(Provided data Opens)
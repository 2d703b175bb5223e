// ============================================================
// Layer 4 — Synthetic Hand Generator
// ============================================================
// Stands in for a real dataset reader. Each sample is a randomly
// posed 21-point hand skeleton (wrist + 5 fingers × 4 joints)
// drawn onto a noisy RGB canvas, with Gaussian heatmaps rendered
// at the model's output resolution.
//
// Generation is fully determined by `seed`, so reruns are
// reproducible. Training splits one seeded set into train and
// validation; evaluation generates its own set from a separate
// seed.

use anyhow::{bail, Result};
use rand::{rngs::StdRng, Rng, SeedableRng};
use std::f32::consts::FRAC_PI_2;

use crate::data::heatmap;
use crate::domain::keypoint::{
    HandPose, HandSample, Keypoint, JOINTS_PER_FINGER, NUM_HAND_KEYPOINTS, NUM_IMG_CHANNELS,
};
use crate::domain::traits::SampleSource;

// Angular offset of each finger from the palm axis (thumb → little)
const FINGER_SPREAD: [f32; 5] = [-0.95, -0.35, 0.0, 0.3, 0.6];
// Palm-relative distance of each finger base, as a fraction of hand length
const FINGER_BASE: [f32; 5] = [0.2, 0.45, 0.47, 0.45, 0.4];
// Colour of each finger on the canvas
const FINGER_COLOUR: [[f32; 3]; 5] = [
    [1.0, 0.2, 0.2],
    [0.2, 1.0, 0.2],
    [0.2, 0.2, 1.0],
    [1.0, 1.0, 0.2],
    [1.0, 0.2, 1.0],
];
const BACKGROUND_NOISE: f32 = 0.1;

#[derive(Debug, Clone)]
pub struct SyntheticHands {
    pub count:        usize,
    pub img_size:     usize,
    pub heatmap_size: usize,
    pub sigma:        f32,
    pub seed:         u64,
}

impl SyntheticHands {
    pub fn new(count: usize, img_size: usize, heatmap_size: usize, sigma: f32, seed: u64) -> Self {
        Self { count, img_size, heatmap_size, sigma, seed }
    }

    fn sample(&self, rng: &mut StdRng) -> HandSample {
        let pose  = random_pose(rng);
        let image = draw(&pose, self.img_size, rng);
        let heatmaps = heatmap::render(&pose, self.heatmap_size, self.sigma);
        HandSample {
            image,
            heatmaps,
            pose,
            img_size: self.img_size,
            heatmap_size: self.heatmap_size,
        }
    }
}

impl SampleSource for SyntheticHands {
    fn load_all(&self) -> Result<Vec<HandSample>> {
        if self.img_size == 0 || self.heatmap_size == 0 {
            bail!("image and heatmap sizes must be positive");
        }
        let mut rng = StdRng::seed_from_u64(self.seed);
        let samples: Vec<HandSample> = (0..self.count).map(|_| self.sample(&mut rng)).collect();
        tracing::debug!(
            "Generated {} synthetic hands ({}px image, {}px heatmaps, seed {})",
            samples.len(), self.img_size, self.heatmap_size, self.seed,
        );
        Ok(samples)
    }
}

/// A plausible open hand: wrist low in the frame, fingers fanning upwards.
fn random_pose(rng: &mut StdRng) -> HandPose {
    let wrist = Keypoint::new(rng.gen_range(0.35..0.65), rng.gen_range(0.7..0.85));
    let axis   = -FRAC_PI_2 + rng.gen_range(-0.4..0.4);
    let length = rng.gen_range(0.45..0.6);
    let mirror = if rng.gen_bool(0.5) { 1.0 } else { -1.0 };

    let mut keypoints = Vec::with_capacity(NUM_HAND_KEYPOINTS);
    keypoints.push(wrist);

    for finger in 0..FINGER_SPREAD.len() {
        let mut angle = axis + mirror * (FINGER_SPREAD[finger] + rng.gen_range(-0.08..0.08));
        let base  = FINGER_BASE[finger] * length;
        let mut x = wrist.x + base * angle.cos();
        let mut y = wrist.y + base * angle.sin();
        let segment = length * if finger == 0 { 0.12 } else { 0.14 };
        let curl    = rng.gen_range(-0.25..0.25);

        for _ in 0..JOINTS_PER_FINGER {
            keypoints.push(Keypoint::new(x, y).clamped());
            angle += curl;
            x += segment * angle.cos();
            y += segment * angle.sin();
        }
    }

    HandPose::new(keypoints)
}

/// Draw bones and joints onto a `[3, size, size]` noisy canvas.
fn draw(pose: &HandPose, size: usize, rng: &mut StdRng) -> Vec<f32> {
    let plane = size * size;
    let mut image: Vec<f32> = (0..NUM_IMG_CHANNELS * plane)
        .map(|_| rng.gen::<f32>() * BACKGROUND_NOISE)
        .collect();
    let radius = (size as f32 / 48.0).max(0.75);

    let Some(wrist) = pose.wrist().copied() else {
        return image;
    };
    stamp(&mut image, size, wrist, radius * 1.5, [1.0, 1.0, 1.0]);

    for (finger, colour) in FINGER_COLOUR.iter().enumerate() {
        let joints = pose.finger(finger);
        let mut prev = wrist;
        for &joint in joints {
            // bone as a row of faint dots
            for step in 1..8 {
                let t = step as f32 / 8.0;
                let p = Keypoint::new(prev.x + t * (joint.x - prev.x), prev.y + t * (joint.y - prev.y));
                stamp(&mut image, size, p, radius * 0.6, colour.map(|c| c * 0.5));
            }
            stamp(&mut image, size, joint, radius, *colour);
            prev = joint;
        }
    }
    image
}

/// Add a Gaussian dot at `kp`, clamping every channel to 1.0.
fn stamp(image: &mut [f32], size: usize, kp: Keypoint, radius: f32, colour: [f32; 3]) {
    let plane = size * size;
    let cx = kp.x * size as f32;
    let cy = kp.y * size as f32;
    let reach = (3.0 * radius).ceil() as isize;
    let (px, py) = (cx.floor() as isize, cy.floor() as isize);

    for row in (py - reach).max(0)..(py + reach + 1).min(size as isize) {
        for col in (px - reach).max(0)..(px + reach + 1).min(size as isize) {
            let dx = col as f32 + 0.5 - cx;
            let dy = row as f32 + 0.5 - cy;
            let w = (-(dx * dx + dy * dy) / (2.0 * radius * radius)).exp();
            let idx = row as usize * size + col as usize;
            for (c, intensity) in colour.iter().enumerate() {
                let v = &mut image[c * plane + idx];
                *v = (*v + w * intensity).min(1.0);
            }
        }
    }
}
(Provided data Closes)
→ Exercise aim
Set down the lines of the records exactly, from the first one through the line containing "is a randomly", and add nothing else.

→ Result for this task
repository 2d703b175bb5223e
// ============================================================
// Layer 4 — Synthetic Hand Generator
// ============================================================
// Stands in for a real dataset reader. Each sample is a randomly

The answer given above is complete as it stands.